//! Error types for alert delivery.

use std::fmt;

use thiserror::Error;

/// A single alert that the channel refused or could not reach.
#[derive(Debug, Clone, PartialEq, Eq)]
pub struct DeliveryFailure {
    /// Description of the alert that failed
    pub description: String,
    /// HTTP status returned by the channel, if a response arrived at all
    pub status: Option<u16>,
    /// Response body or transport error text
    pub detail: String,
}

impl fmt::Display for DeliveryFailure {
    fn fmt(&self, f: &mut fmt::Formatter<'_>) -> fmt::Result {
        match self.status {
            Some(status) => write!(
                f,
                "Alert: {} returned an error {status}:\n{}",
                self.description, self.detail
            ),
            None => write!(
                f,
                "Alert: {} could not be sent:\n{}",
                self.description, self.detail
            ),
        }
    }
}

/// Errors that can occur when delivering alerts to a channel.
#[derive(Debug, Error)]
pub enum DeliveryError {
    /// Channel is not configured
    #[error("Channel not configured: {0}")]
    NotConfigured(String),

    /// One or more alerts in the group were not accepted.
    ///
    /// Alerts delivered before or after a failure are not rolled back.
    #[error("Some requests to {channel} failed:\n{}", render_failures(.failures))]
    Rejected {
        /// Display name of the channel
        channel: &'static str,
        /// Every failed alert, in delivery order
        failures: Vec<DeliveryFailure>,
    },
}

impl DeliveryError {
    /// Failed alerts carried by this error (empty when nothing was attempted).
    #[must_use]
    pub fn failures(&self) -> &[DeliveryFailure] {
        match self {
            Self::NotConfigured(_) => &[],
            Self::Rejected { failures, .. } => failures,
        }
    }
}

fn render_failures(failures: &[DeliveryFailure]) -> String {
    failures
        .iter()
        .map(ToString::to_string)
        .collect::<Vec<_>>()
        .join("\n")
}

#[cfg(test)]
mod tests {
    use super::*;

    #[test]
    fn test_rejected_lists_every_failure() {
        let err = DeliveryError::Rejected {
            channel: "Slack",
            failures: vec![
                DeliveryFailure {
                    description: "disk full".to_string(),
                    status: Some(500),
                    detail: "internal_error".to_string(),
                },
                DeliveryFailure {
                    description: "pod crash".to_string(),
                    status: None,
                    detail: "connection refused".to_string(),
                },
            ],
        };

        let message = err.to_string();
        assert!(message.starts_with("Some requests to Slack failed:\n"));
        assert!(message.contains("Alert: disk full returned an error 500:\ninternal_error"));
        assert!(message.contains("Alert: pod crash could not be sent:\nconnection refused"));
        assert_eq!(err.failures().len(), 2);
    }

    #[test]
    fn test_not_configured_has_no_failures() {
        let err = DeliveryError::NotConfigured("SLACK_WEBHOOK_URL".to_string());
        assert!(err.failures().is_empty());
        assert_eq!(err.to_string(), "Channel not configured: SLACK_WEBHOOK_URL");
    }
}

...

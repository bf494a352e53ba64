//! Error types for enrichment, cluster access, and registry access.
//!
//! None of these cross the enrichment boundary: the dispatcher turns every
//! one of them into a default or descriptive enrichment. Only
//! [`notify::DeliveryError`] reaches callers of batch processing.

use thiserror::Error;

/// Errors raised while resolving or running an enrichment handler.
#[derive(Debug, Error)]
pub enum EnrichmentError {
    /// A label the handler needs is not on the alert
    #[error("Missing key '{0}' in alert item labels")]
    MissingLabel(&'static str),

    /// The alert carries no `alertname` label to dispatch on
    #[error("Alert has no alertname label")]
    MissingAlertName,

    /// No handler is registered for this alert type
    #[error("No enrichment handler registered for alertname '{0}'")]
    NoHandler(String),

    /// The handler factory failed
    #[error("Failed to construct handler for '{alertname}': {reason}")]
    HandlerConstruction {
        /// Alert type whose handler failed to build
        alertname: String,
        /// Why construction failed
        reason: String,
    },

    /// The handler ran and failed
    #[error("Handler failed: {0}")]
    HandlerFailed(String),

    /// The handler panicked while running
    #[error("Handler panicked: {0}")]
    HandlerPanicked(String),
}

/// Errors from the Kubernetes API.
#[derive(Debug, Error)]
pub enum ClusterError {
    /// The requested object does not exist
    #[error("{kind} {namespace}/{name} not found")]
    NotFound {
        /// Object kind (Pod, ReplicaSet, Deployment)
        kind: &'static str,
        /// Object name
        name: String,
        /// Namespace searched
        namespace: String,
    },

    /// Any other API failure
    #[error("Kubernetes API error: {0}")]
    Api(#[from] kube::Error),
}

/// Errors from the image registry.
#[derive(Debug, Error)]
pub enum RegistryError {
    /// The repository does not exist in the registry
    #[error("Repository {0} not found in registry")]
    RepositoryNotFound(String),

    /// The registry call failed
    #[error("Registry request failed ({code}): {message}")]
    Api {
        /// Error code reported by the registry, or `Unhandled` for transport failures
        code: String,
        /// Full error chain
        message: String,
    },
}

---

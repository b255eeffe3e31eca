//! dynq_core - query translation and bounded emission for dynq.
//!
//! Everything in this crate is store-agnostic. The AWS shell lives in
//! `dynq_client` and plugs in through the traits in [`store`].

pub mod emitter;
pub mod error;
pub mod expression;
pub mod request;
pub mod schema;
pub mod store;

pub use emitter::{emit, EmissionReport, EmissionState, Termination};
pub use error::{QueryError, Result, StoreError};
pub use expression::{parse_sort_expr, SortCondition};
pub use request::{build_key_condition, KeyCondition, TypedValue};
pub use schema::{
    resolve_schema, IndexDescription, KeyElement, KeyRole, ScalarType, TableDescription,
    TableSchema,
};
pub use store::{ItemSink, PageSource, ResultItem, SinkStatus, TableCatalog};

* **Directions**: Among the entries above, copy exactly only the lines starting with the one containing "for alert delivery." and going through the one containing "is not configured", both ends included.

* **Written answer**:
//! Error types for alert delivery.

use std::fmt;

use thiserror::Error;

/// A single alert that the channel refused or could not reach.
#[derive(Debug, Clone, PartialEq, Eq)]
pub struct DeliveryFailure {
    /// Description of the alert that failed
    pub description: String,
    /// HTTP status returned by the channel, if a response arrived at all
    pub status: Option<u16>,
    /// Response body or transport error text
    pub detail: String,
}

impl fmt::Display for DeliveryFailure {
    fn fmt(&self, f: &mut fmt::Formatter<'_>) -> fmt::Result {
        match self.status {
            Some(status) => write!(
                f,
                "Alert: {} returned an error {status}:\n{}",
                self.description, self.detail
            ),
            None => write!(
                f,
                "Alert: {} could not be sent:\n{}",
                self.description, self.detail
            ),
        }
    }
}

/// Errors that can occur when delivering alerts to a channel.
#[derive(Debug, Error)]
pub enum DeliveryError {
    /// Channel is not configured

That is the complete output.